Meer informatie is beschikbaar op de website van het EMA.

Geneesmiddelen die glatirameeracetaat bevatten
Anafylactische reacties kunnen maanden tot jaren na de opstart van een behandeling met glatirameeracetaat optreden.
Na een herziening in de EU van alle beschikbare gegevens over anafylactische reacties met glatirameeracetaat, een geneesmiddel dat is vergund voor de behandeling van recidiverende vormen van multiple sclerose, concludeerde het PRAC dat het geneesmiddel in verband wordt gebracht met anafylactische reacties die kunnen optreden kort na de toediening van glatirameeracetaat, zelfs maanden tot jaren na het begin van de behandeling. De eerste symptomen van anafylactische reacties kunnen overlappen met symptomen van een post-injectiereactie en kunnen mogelijk leiden tot een vertraagde identificatie van een anafylactische reactie.

Het PRAC heeft een rechtstreekse mededeling aan gezondheidszorgbeoefenaars (direct healthcare professional communication, DHPC) goedgekeurd om gezondheidszorgbeoefenaars te informeren over dit risico en hen te vragen patiënten of zorgverleners te adviseren spoedeisende zorg te zoeken in het geval van een anafylactische reactie. Als een dergelijke reactie optreedt, moet de behandeling met glatirameeracetaat worden gestaakt.
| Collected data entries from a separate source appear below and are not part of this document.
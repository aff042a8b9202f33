// ABOUTME: Generic OAuth utility functions to eliminate code duplication
// ABOUTME: Provides common OAuth token exchange and refresh patterns for all providers
//
// Licensed under either of Apache License, Version 2.0 or MIT License at your option.
// Copyright ©2025 Async-IO.org

use crate::oauth::{OAuthError, TokenData};
use crate::utils::http_client::oauth_client;
use base64::{engine::general_purpose, Engine as _};
use serde::de::DeserializeOwned;
use std::collections::HashMap;

/// OAuth authentication method for token requests
pub enum AuthMethod {
    /// Send client credentials as form parameters
    FormParams,
    /// Send client credentials as Basic Authorization header  
    BasicAuth,
}

/// Configuration for generic OAuth operations
pub struct OAuthConfig {
    pub client_id: String,
    pub client_secret: String,
    pub redirect_uri: String,
    pub token_url: String,
    pub provider_name: String,
    pub auth_method: AuthMethod,
}

/// Generic OAuth token exchange function
///
/// # Errors
///
/// Returns an error if:
/// - HTTP request fails
/// - Token endpoint returns error response
/// - JSON parsing fails
/// - Provider-specific token conversion fails
pub async fn exchange_authorization_code<T>(
    config: &OAuthConfig,
    authorization_code: &str,
    convert_token: impl Fn(T, &str) -> TokenData,
) -> Result<TokenData, OAuthError>
where
    T: DeserializeOwned,
{
    let client = oauth_client();

    let mut params = HashMap::new();
    params.insert("grant_type", "authorization_code");
    params.insert("code", authorization_code);

    let mut request = client.post(&config.token_url);

    match config.auth_method {
        AuthMethod::FormParams => {
            params.insert("client_id", &config.client_id);
            params.insert("client_secret", &config.client_secret);
            request = request.form(&params);
        }
        AuthMethod::BasicAuth => {
            let auth_header = general_purpose::STANDARD
                .encode(format!("{}:{}", config.client_id, config.client_secret));
            params.insert("redirect_uri", &config.redirect_uri);
            request = request
                .header("Authorization", format!("Basic {auth_header}"))
                .form(&params);
        }
    }

    let response = request
        .send()
        .await
        .map_err(|e| OAuthError::TokenExchangeFailed(e.to_string()))?;

    let response_text = response
        .text()
        .await
        .map_err(|e| OAuthError::TokenExchangeFailed(e.to_string()))?;

    let token_response: T = serde_json::from_str(&response_text)
        .map_err(|e| OAuthError::TokenExchangeFailed(format!("Parse error: {e}")))?;

    Ok(convert_token(token_response, &config.provider_name))
}

/// Generic OAuth token refresh function
///
/// # Errors
///
/// Returns an error if:
/// - HTTP request fails  
/// - Token endpoint returns error response
/// - JSON parsing fails
/// - Provider-specific token conversion fails
pub async fn refresh_access_token<T>(
    config: &OAuthConfig,
    refresh_token: &str,
    convert_token: impl Fn(T, &str) -> TokenData,
) -> Result<TokenData, OAuthError>
where
    T: DeserializeOwned,
{
    let client = oauth_client();

    let mut params = HashMap::new();
    params.insert("grant_type", "refresh_token");
    params.insert("refresh_token", refresh_token);

    let mut request = client.post(&config.token_url);

    match config.auth_method {
        AuthMethod::FormParams => {
            params.insert("client_id", &config.client_id);
            params.insert("client_secret", &config.client_secret);
            request = request.form(&params);
        }
        AuthMethod::BasicAuth => {
            let auth_header = general_purpose::STANDARD
                .encode(format!("{}:{}", config.client_id, config.client_secret));
            request = request
                .header("Authorization", format!("Basic {auth_header}"))
                .form(&params);
        }
    }

    let response = request
        .send()
        .await
        .map_err(|e| OAuthError::TokenRefreshFailed(e.to_string()))?;

    let response_text = response
        .text()
        .await
        .map_err(|e| OAuthError::TokenRefreshFailed(e.to_string()))?;

    let token_response: T = serde_json::from_str(&response_text)
        .map_err(|e| OAuthError::TokenRefreshFailed(format!("Parse error: {e}")))?;

    Ok(convert_token(token_response, &config.provider_name))
}

/// Generic OAuth token revocation function
///
/// # Errors
///
/// Returns an error if:
/// - HTTP request fails
/// - Revocation endpoint returns error response  
pub async fn revoke_access_token(
    revoke_url: &str,
    access_token: &str,
    auth_method: &AuthMethod,
    client_id: &str,
    client_secret: &str,
) -> Result<(), OAuthError> {
    let client = oauth_client();

    let mut request = client.post(revoke_url);

    match auth_method {
        AuthMethod::FormParams => {
            request = request.form(&[
                ("access_token", access_token),
                ("client_id", client_id),
                ("client_secret", client_secret),
            ]);
        }
        AuthMethod::BasicAuth => {
            let auth_header =
                general_purpose::STANDARD.encode(format!("{client_id}:{client_secret}"));
            request = request
                .header("Authorization", format!("Basic {auth_header}"))
                .form(&[("token", access_token)]);
        }
    }

    let response = request
        .send()
        .await
        .map_err(|e| OAuthError::TokenRefreshFailed(e.to_string()))?;

    if !response.status().is_success() {
        return Err(OAuthError::TokenRefreshFailed(
            "Failed to revoke token".into(),
        ));
    }

    Ok(())
}

/// Generic token validation with configurable buffer time
///
/// # Errors
///
/// This function does not return errors in normal operation
pub fn validate_token_expiry(token: &TokenData, buffer_minutes: i64) -> Result<bool, OAuthError> {
    let now = chrono::Utc::now();
    let buffer = chrono::Duration::minutes(buffer_minutes);

    Ok(token.expires_at > (now + buffer))
}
De DHPC die door het PRAC werd goedgekeurd is ter goedkeuring doorgestuurd naar het Comité voor geneesmiddelen voor menselijk gebruik (Committee for Medicinal Products for Human use, CHMP) van het EMA.
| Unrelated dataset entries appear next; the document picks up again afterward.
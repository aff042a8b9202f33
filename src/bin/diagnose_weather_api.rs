// ABOUTME: Weather API diagnostic utility for troubleshooting external weather service integration
// ABOUTME: Network connectivity and API configuration testing tool for weather services
//
// Licensed under either of Apache License, Version 2.0 or MIT License at your option.
// Copyright ©2025 Async-IO.org

#![allow(missing_docs)]

use chrono::{Duration, Utc};
use reqwest::Client;
use serde_json::Value;

#[tokio::main]
async fn main() -> Result<(), Box<dyn std::error::Error>> {
    println!("Tool OpenWeatherMap API Diagnostics");
    println!("=================================");

    let api_key = check_api_key()?;
    let client = Client::new();

    test_current_weather(&client, &api_key).await?;
    test_historical_weather(&client, &api_key).await?;
    test_error_conditions(&client, &api_key).await?;

    println!("\nSuccess All diagnostics completed successfully!");
    Ok(())
}

fn check_api_key() -> Result<String, Box<dyn std::error::Error>> {
    std::env::var("OPENWEATHER_API_KEY").map_or_else(
        |_| {
            println!("Error No OPENWEATHER_API_KEY environment variable found");
            Err("Missing API key".into())
        },
        |key| {
            println!(
                "Success API Key Found: {}...{}",
                &key[..8],
                &key[key.len() - 4..]
            );
            Ok(key)
        },
    )
}

async fn test_current_weather(
    client: &Client,
    api_key: &str,
) -> Result<(), Box<dyn std::error::Error>> {
    let lat = 45.5017; // Montreal
    let lon = -73.5673;

    println!("\nLocation Test Location: Montreal, Canada ({lat}, {lon})");
    println!("\nWeather  Test 1: Current Weather API (Free)");
    println!("=====================================");

    let current_url = format!(
        "https://api.openweathermap.org/data/2.5/weather?lat={lat}&lon={lon}&appid={api_key}&units=metric"
    );

    println!("Multi URL: {current_url}");

    match client.get(&current_url).send().await {
        Ok(response) => {
            println!("Data Status: {}", response.status());

            if response.status().is_success() {
                match response.json::<Value>().await {
                    Ok(data) => {
                        println!("Success Current Weather Success!");
                        if let Some(main) = data.get("main") {
                            if let Some(temp) = main.get("temp") {
                                println!("   Temperature  Temperature: {temp}C");
                            }
                        }
                        if let Some(weather) = data.get("weather").and_then(|w| w.get(0)) {
                            if let Some(desc) = weather.get("description") {
                                println!("   Weather  Conditions: {desc}");
                            }
                        }
                    }
                    Err(e) => println!("Error JSON Parse Error: {e}"),
                }
            } else {
                let error_text = response.text().await.unwrap_or_else(|_| "Unknown".into());
                println!("Error API Error: {error_text}");
            }
        }
        Err(e) => println!("Error Network Error: {e}"),
    }
    Ok(())
}

async fn test_historical_weather(
    client: &Client,
    api_key: &str,
) -> Result<(), Box<dyn std::error::Error>> {
    let lat = 45.5017; // Montreal
    let lon = -73.5673;

    println!("\nDate Test 2: Historical Weather API (Paid)");
    println!("=========================================");

    let historical_timestamp = (Utc::now() - Duration::days(7)).timestamp();
    let historical_url = format!(
        "https://api.openweathermap.org/data/3.0/onecall/timemachine?lat={lat}&lon={lon}&dt={historical_timestamp}&appid={api_key}&units=metric"
    );

    println!("Multi URL: {historical_url}");
    println!(
        "Date Timestamp: {historical_timestamp} ({})",
        Utc::now() - Duration::days(7)
    );

    match client.get(&historical_url).send().await {
        Ok(response) => {
            println!("Data Status: {}", response.status());

            if response.status().is_success() {
                match response.json::<Value>().await {
                    Ok(data) => {
                        println!("Success Historical Weather Success!");
                        if let Some(data_array) = data.get("data").and_then(|d| d.as_array()) {
                            if let Some(first_entry) = data_array.first() {
                                if let Some(temp) = first_entry.get("temp") {
                                    println!("   Temperature  Historical Temperature: {temp}C");
                                }
                            }
                        }
                    }
                    Err(e) => println!("Error JSON Parse Error: {e}"),
                }
            } else {
                let status = response.status();
                let error_text = response.text().await.unwrap_or_else(|_| "Unknown".into());
                println!("Error Historical API Error: {error_text}");

                analyze_error_status(status);
            }
        }
        Err(e) => println!("Error Network Error: {e}"),
    }
    Ok(())
}

async fn test_error_conditions(
    client: &Client,
    api_key: &str,
) -> Result<(), Box<dyn std::error::Error>> {
    println!("\nTest 3: Error Condition Tests");
    println!("=================================");

    // Test with invalid coordinates
    let invalid_url = format!(
        "https://api.openweathermap.org/data/2.5/weather?lat=999&lon=999&appid={api_key}&units=metric"
    );

    println!("Test Testing invalid coordinates...");
    match client.get(&invalid_url).send().await {
        Ok(response) => {
            println!("Data Status: {}", response.status());
            if !response.status().is_success() {
                println!("Success Correctly rejected invalid coordinates");
            }
        }
        Err(e) => println!("Error Network Error: {e}"),
    }

    // Test with invalid API key
    let bad_key_url = "https://api.openweathermap.org/data/2.5/weather?lat=45.5017&lon=-73.5673&appid=invalid_key&units=metric".to_owned();

    println!("Test Testing invalid API key...");
    match client.get(&bad_key_url).send().await {
        Ok(response) => {
            println!("Data Status: {}", response.status());
            if response.status() == 401 {
                println!("Success Correctly rejected invalid API key");
            }
        }
        Err(e) => println!("Error Network Error: {e}"),
    }

    Ok(())
}

fn analyze_error_status(status: reqwest::StatusCode) {
    match status.as_u16() {
        401 => {
            println!("   Tip This usually means:");
            println!("      • API key is invalid");
            println!("      • Historical data requires One Call API 3.0 subscription");
        }
        403 => {
            println!("   Tip This usually means:");
            println!("      • Historical data not included in your plan");
            println!("      • Upgrade to One Call API 3.0 required");
        }
        429 => {
            println!("   Tip Rate limit exceeded (1000/day on free tier)");
        }
        _ => {
            println!("   Tip Unexpected error code: {status}");
        }
    }
}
Na goedkeuring zullen de vergunninghouders de DHPC verspreiden onder de gezondheidszorgbeoefenaars volgens een overeengekomen communicatieplan met daarnaast een publicatie op de pagina Direct healthcare professional communications van het EMA en in de nationale registers van de EU-lidstaten.

De volgende geneesmiddelen die glatirameeracetaat bevatten, zijn vergund in de EU en beschikbaar op de Belgische markt:

  • Copaxone;  
  • Glatiramyl.

Meer informatie is beschikbaar op de website van het EMA.